A queste e a molte altre domande risponde Shirley Jackson nella raccolta ora proposta da Adelphi.
Famosa per essere una delle regine del mistery e del racconto gotico e dell’orrore, la Jackson in questa antologia ci rivela un lato meno noto della sua prosa, che riesce a essere anche argutamente umoristica, salace o aspramente critica nei confronti delle convenzioni e del perbenismo di cui si faceva scudo la piccola borghesia americana nelle cittadine di provincia come la North Bennington in cui ha vissuto sino alla morte.
Nella sua breve, ma immensa produzione letteraria la Jackson scrisse oltre duecento racconti di genere vario. Questa antologia è gran parte frutto di un casuale ritrovamento: 25 anni dopo la morte della scrittrice, fu inviata ai figli una voluminosa cassa che conteneva appunti, bozze e tanto materiale sconosciuto anche alla famiglia. Tra esso moltissimi racconti inediti.
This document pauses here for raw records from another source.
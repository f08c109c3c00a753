// Copyright 2023 Google LLC
//
// Licensed under the Apache License, Version 2.0 (the "License");
// you may not use this file except in compliance with the License.
// You may obtain a copy of the License at
//
//      http://www.apache.org/licenses/LICENSE-2.0
//
// Unless required by applicable law or agreed to in writing, software
// distributed under the License is distributed on an "AS IS" BASIS,
// WITHOUT WARRANTIES OR CONDITIONS OF ANY KIND, either express or implied.
// See the License for the specific language governing permissions and
// limitations under the License.

//! deterministic wiring patterns over an ordered list of vertices
//!
//! Every builder returns the pairs to link; the caller owns the graph.
//! Multi-dimensional grids are row-major: the last axis varies fastest.

use itertools::Itertools;

pub type Pairs = Vec<(usize, usize)>;

/// consecutive pairs, closed into a ring if `ring`
pub fn line(vertices: &[usize], ring: bool) -> Pairs {
    if vertices.len() < 2 {
        return Vec::new();
    }
    let mut pairs = vertices
        .iter()
        .copied()
        .tuple_windows::<(_, _)>()
        .collect::<Pairs>();
    if ring {
        pairs.push((vertices[0], vertices[vertices.len() - 1]));
    }
    pairs
}

/// a ring laid out so that no link skips more than one vertex
pub fn folded_ring(vertices: &[usize]) -> Pairs {
    if vertices.len() < 2 {
        return Vec::new();
    }
    let mut pairs = vec![(vertices[0], vertices[1])];
    pairs.extend(
        vertices
            .iter()
            .copied()
            .tuple_windows::<(_, _, _)>()
            .map(|(a, _, c)| (a, c)),
    );
    pairs.push((vertices[vertices.len() - 2], vertices[vertices.len() - 1]));
    pairs
}

pub fn full(vertices: &[usize]) -> Pairs {
    vertices.iter().copied().tuple_combinations::<(_, _)>().collect()
}

/// `strides[d]` is the linear distance between neighbours along axis `d`
pub fn strides(sizes: &[usize]) -> Vec<usize> {
    let mut strides = vec![1; sizes.len()];
    for d in (0..sizes.len().saturating_sub(1)).rev() {
        strides[d] = strides[d + 1] * sizes[d + 1];
    }
    strides
}

/// return the linear index of the element in a multi-dimensional grid
pub fn linearize_index(elem: &[usize], sizes: &[usize]) -> usize {
    elem.iter()
        .zip(strides(sizes))
        .map(|(c, stride)| c * stride)
        .sum()
}

/// given a linear index, return the coordinates in a grid of `sizes`
pub fn delinearize_index(index: usize, sizes: &[usize]) -> Vec<usize> {
    strides(sizes)
        .iter()
        .zip(sizes)
        .map(|(stride, size)| index / stride % size)
        .collect()
}

/// how the vertices along one axis of a [`cube`] are linked
#[derive(Clone, Copy, Debug, PartialEq, Eq)]
pub enum Wiring {
    Line,
    Ring,
    /// a ring without the long wrap-around link, see [`folded_ring`]
    Folded,
}

impl Wiring {
    fn link(self, members: &[usize]) -> Pairs {
        match self {
            Self::Line => line(members, false),
            Self::Ring => line(members, true),
            Self::Folded => folded_ring(members),
        }
    }
}

/// strides and total size of a grid, `None` if the size overflows
fn checked_strides(sizes: &[usize]) -> Option<(Vec<usize>, usize)> {
    let mut strides = vec![1; sizes.len()];
    let mut total = 1usize;
    for d in (0..sizes.len()).rev() {
        strides[d] = total;
        total = total.checked_mul(sizes[d])?;
    }
    Some((strides, total))
}

/// Mesh, torus or folded torus of the given sizes.
///
/// Along each axis the present vertices are linked as a line or a ring;
/// positions past the end of `vertices` are skipped. A hypercube is a cube
/// with every size 2. Returns `None` if the grid size overflows.
pub fn cube(vertices: &[usize], sizes: &[usize], wiring: Wiring) -> Option<Pairs> {
    let (strides, total) = checked_strides(sizes)?;
    let n = vertices.len();
    let mut pairs = Vec::new();
    for (axis, (&size, &stride)) in sizes.iter().zip(&strides).enumerate() {
        for base in (0..total.min(n)).filter(|b| b / stride % size == 0) {
            let members = (0..size)
                .map(|c| base + c * stride)
                .take_while(|&position| position < n)
                .map(|position| vertices[position])
                .collect::<Vec<_>>();
            log::trace!("axis {} from {}: {:?}", axis, base, members);
            pairs.extend(wiring.link(&members));
        }
    }
    Some(pairs)
}

/// Index pairs of a mesh or torus over `count` positions, in the order a
/// depth-first walk of the grid would wire them: each block is finished along
/// its inner axes before it is joined along the outer one.
///
/// Unlike [`cube`], pairs touching a position at or past `count` are dropped
/// instead of closing the ring over the present ones. Blocks starting past
/// `count` are never visited. Returns `None` if the grid size overflows.
pub fn cube_pairs(count: usize, sizes: &[usize], ring: bool) -> Option<Pairs> {
    let mut pairs = Vec::new();
    let last = match sizes.len().checked_sub(1) {
        Some(last) if count > 0 => last,
        _ => return Some(pairs),
    };
    let (strides, _) = checked_strides(sizes)?;
    // (axis, first position of the block, inner blocks already queued)
    let mut stack = vec![(0, 0, false)];
    while let Some((axis, base, expanded)) = stack.pop() {
        let (size, stride) = (sizes[axis], strides[axis]);
        if axis < last && !expanded {
            stack.push((axis, base, true));
            let inner = (0..size)
                .map(|c| base + c * stride)
                .take_while(|&b| b < count)
                .collect::<Vec<_>>();
            stack.extend(inner.into_iter().rev().map(|b| (axis + 1, b, false)));
            continue;
        }
        let span = stride.min(count - base);
        let first = if ring { 0 } else { 1 };
        for k in first..size {
            if base + k * stride >= count {
                break;
            }
            let prev = if k == 0 { size - 1 } else { k - 1 };
            for offset in 0..span {
                let i = base + prev * stride + offset;
                let j = base + k * stride + offset;
                if i != j && i < count && j < count {
                    pairs.push((i, j));
                }
            }
        }
    }
    Some(pairs)
}

/// Express links: for each `d < degree`, the ends of every window of `span`
/// consecutive vertices, with spans spread evenly between 2 and the length.
pub fn uniform(vertices: &[usize], degree: usize) -> Pairs {
    if vertices.len() < 2 {
        return Vec::new();
    }
    let mut pairs = Vec::new();
    for d in 0..degree {
        let span = ((vertices.len() - 2) as f64 * (d + 1) as f64 / (degree + 1) as f64).round()
            as usize
            + 2;
        pairs.extend(vertices.windows(span).map(|w| (w[0], w[span - 1])));
    }
    pairs
}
La raccolta contenente il meglio di quella fortunata scoperta, assieme ad altre storie che avevano ottenuto solo una limitata diffusione e, poi, non erano mai stati ristampate, uscì postuma nel 1996 e, adesso, viene proposta in italiano in questa edizione che contiene ventidue di quelle novelle e che accontenta tutti i gusti e tutti i palati.
Si comincia con le astuzie di un non vedente che riesce a “truffare” un negoziante sin troppo benevolo, per passare a storie che narrano con arguzia il nostro quotidiano, per giungere a piccole favole moderne dove strane magie alleviano il penoso incedere della vita. Chiude la raccolta un divertente aneddoto personale che ci fa capire come la parola “fama” acquisti un diverso significato a seconda di chi la pronunci.
Nell’antologia sono presenti storie leggere, romantiche, umoristiche, ideali per le pagine degli inserti domenicali dei grandi quotidiani americani; ma pure altre più consone alle atmosfere noir di cui l’A. era specialista, alcune di esse condite con un tocco di impalpabile soprannaturale, gotico o macabro, ma anche da un sano distacco ironico. E così, in “Ha detto solo sì”, leggiamo la storia, abbastanza angosciante, di una giovane, novella Cassandra, ma attraverso le impressioni di una incredula vicina; mentre in “Casa” tornano di scena i fantasmi e le lugubri atmosfere di Hill House, ma la testimone è una scettica indaffarata signora moderna.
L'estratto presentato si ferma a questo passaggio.